### TASK DIRECTIONS
Begin with the line containing "ReferenceClass::Descendant" and end with the last line of the data below; return those lines exactly, and only those.

◇ ◇ ◇

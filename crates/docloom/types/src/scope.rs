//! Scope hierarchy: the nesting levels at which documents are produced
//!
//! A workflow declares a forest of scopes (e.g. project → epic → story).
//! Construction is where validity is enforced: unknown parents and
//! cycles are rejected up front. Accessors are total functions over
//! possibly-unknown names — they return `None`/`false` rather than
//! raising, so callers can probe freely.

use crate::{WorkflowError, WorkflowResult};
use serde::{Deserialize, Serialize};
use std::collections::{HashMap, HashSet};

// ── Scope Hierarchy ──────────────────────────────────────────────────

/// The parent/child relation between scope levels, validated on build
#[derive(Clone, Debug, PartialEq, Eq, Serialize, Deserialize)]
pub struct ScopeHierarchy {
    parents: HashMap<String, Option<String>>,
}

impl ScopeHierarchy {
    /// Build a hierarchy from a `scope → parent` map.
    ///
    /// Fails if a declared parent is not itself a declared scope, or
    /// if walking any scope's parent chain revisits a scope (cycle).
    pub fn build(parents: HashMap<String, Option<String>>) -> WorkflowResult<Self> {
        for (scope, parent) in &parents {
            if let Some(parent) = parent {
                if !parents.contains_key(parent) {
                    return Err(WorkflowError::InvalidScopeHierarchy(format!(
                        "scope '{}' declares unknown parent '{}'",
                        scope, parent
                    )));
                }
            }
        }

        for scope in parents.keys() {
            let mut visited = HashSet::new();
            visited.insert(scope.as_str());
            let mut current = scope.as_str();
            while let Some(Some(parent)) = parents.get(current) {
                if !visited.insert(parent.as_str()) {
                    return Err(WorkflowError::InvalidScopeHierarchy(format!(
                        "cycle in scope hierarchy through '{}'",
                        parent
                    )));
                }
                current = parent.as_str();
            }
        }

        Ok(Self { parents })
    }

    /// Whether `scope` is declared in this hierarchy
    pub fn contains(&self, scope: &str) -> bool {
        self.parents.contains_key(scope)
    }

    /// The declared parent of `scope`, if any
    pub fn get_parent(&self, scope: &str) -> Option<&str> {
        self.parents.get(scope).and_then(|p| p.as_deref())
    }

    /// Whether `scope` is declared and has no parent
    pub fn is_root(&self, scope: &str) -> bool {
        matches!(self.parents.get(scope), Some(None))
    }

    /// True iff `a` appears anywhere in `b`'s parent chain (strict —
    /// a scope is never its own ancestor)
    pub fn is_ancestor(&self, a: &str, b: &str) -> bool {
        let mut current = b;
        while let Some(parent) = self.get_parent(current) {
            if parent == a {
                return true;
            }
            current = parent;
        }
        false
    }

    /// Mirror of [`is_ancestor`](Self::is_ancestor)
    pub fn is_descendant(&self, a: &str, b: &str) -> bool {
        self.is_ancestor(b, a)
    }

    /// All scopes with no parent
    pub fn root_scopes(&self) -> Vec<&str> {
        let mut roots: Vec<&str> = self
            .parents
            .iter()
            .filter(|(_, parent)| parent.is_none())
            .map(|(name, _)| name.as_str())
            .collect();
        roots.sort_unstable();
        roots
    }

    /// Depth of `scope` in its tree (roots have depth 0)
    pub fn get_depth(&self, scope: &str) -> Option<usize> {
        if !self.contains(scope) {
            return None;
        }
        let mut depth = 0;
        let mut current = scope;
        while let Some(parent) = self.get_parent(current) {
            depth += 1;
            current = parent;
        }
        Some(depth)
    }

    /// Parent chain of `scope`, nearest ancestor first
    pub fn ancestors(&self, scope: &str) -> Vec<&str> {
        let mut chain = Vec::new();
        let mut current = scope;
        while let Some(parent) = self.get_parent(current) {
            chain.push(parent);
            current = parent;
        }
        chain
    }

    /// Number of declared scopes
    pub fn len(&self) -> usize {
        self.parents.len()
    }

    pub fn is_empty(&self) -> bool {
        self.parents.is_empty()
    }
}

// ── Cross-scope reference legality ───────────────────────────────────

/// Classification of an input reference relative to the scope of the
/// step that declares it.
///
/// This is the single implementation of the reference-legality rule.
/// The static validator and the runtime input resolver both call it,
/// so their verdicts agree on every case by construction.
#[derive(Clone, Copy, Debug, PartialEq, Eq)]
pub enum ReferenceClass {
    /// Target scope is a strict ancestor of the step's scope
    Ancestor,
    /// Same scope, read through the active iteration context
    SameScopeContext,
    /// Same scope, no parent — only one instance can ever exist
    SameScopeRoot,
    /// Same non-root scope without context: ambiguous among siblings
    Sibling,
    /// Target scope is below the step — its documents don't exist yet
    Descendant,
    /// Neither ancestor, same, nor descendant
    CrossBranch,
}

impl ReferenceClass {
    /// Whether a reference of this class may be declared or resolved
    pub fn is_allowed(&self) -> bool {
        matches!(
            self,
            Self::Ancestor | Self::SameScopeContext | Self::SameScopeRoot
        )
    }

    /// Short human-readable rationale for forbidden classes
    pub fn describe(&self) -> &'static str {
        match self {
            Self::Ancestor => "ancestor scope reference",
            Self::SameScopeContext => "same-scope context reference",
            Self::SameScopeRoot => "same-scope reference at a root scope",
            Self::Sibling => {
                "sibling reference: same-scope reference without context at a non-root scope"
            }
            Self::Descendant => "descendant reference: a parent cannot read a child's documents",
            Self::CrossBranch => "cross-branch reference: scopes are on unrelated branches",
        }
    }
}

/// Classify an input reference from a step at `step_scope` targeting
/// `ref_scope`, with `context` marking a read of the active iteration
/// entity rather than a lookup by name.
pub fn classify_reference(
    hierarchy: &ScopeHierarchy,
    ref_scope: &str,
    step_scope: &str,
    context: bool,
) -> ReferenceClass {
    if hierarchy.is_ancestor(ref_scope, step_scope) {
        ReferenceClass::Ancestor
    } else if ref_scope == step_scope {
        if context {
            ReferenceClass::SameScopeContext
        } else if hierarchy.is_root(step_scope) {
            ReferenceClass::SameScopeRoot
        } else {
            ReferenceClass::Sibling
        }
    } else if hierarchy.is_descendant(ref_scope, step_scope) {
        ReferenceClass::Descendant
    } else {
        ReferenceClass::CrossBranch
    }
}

◇ ◇ ◇

### ANSWER FOR THE TASK
        ReferenceClass::Descendant
    } else {
        ReferenceClass::CrossBranch
    }
}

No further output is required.